AIMSICD vs SnoopSnitch & WebRTC Affects Mobile Users Too

The best security practices in the world may not protect your cellular communications, as it turns out. Even if you are running the most secure operating system in the world on your device, chances are your phone can still be used to spy on you, possibly even if the device is powered off. That's because of the baseband processor, which has it's own small O.S that is invisible, closed-source, insecure, and likely outdated.

The baseband is what controls the phone's radio functions, and hence all communications. The GPS, microphone, camera, and sensors are hard wired to it, and not much is known about how these chipsets work. However, over the last couple of years, significant progress had been made reverse engineering them. The Android applications AIMSICD and SnoopSnitch are both capable of interacting with the baseband processors on a limited scale.

I have long been a fan of the AIMSIDC project, despite limitations and the alpha development status. Recently, I discovered SnoopSnitch, which is another IMSI catcher detecting app. It currently only supports Qualcomm based phones, and requires a rooted phone to function. I am pretty impressed with it, because as far as I know, it is the only application that is capable of determining what kind of (if any) encryption is being used on your mobile network. It also claimed to detect an IMSI-catcher attack that AIMSICD did not detect. Of course, it is hard to confirm these events, this is a science that as of now, is it not well understood.
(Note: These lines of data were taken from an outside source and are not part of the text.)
//! Leaf nodes for agent behavior trees.
//!
//! - **Conditions** read the [`AgentContext`](crate::agent::AgentContext) and
//!   return Success or Failure without issuing intents.
//! - **Actions** push intents and report how far they got.

mod actions;
mod conditions;

pub use actions::{ActivateAbilities, Advance, Idle, ShootTarget, Strafe};
pub use conditions::{AbilityReady, CooldownReady, HasTarget, IsAbilityActive, IsHealthLow};
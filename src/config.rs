//! Configuration types.

/// Mail-source configuration.
#[derive(Debug, Clone)]
pub struct SourceConfig {
    /// Mailbox search query handed to the retrieval collaborator.
    pub query: String,
    /// Maximum number of messages to ingest per invocation.
    pub max_messages: usize,
}

impl Default for SourceConfig {
    fn default() -> Self {
        Self {
            query: "label:inbox".to_string(),
            max_messages: 250,
        }
    }
}

impl SourceConfig {
    /// Build config from environment variables, falling back to defaults.
    ///
    /// Reads `MAIL_ORIGINS_QUERY` and `MAIL_ORIGINS_MAX_MESSAGES`.
    /// Unparseable values fall back rather than fail.
    pub fn from_env() -> Self {
        let defaults = Self::default();

        let query = std::env::var("MAIL_ORIGINS_QUERY").unwrap_or(defaults.query);

        let max_messages: usize = std::env::var("MAIL_ORIGINS_MAX_MESSAGES")
            .ok()
            .and_then(|s| s.parse().ok())
            .unwrap_or(defaults.max_messages);

        Self {
            query,
            max_messages,
        }
    }
}
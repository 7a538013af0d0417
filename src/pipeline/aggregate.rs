//! Frequency aggregation keyed by origination IP.

use std::collections::HashMap;

use crate::pipeline::types::{AggregatedRecord, EnrichedOrigin, SENTINEL_IP};

/// Deduplicate enriched origins by IP, counting occurrences.
///
/// First-seen geo wins for repeated IPs; later geo for the same IP is
/// discarded. The sentinel entry is removed after processing so no
/// bubble ever represents an unknown origin. The map lives and dies
/// inside this function; the returned collection is unordered.
pub fn aggregate_origins(origins: Vec<EnrichedOrigin>) -> Vec<AggregatedRecord> {
    let mut by_ip: HashMap<String, AggregatedRecord> = HashMap::new();

    for origin in origins {
        match by_ip.get_mut(&origin.ip) {
            Some(existing) => existing.count += 1,
            None => {
                by_ip.insert(
                    origin.ip.clone(),
                    AggregatedRecord {
                        ip: origin.ip,
                        geo: origin.geo,
                        count: 1,
                    },
                );
            }
        }
    }

    by_ip.remove(SENTINEL_IP);
    by_ip.into_values().collect()
}

#[cfg(test)]
mod tests {
    use super::*;
    use crate::geo::GeoInfo;

    fn origin(ip: &str, city: Option<&str>) -> EnrichedOrigin {
        EnrichedOrigin {
            ip: ip.into(),
            geo: city.map(|c| GeoInfo {
                city: c.into(),
                zip: String::new(),
                region: String::new(),
                country: String::new(),
                ll: [0.0, 0.0],
            }),
        }
    }

    #[test]
    fn counts_occurrences_per_ip() {
        let aggregated = aggregate_origins(vec![
            origin("1.2.3.4", Some("Dublin")),
            origin("5.6.7.8", Some("Berlin")),
            origin("1.2.3.4", Some("Dublin")),
            origin("1.2.3.4", Some("Dublin")),
        ]);

        assert_eq!(aggregated.len(), 2);
        let by_ip: HashMap<&str, u64> = aggregated
            .iter()
            .map(|r| (r.ip.as_str(), r.count))
            .collect();
        assert_eq!(by_ip["1.2.3.4"], 3);
        assert_eq!(by_ip["5.6.7.8"], 1);
    }

    #[test]
    fn first_seen_geo_wins() {
        let aggregated = aggregate_origins(vec![
            origin("1.2.3.4", Some("Dublin")),
            origin("1.2.3.4", Some("Oslo")),
        ]);

        assert_eq!(aggregated.len(), 1);
        assert_eq!(aggregated[0].geo.as_ref().unwrap().city, "Dublin");
        assert_eq!(aggregated[0].count, 2);
    }

    #[test]
    fn sentinel_entries_are_dropped() {
        let aggregated = aggregate_origins(vec![
            origin("0.0.0.0", None),
            origin("1.2.3.4", Some("Dublin")),
            origin("0.0.0.0", None),
        ]);

        assert_eq!(aggregated.len(), 1);
        assert_eq!(aggregated[0].ip, "1.2.3.4");
    }

    #[test]
    fn all_sentinel_input_yields_empty_output() {
        let aggregated = aggregate_origins(vec![origin("0.0.0.0", None); 5]);
        assert!(aggregated.is_empty());
    }

    #[test]
    fn lookup_miss_is_aggregated_with_absent_geo() {
        let aggregated = aggregate_origins(vec![origin("5.5.5.5", None)]);
        assert_eq!(aggregated.len(), 1);
        assert!(aggregated[0].geo.is_none());
    }
}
When comparing the two, AIMSICD has more features and is more portable, although some of these features are still in development. SnoopSnitch works great if you have a rooted phone with a Qualcomm processor, while AIMSICD does not require root or any specific baseband chip. What it boils down to is it's a shame that the developers of both are not able to combine their efforts to give us one awesome app. SnoopSnitch was developed by Security Research Labs, and apparently they were not interested in working with AIMSICD. Still, it's a great app for rooted Qualcomm users. They also offer 'active testing', which determines network information by sending and receiving a few calls and texts to their servers. Interestingly, it was during one of those tests on the train home from Boston that I got an IMSI attack alert.

Oh, one other thing. When I reported that Android devices are not affected by the WebRTC vulnerability, that was incorrect. Apparently, unknown factors can cause IP leaks at times. Edit: This problem can be patched the same way that Firefox can be patched on a desktop computer. Navigate to about:config and toggle media.peerconnection.enabled to false.

AIMSICD: A proof-of-concept app that helps identify mobile network attacks.

It gives detailed information about the base stations in your area, a feature SnoopSnitch lacks.

However, SnoopSnitch is unique in it's ability to determine what cipher/if any cipher is being used on your mobile network.

Sample AIMSICD map snapshot, showing base stations relative to location.

SnoopSnitch seems to work well on Qualcomm phones, and picked up at least one event AIMSICD did not.

From ipleak.net, connected to a VPN (openvpn) and still leaking local IP addresses.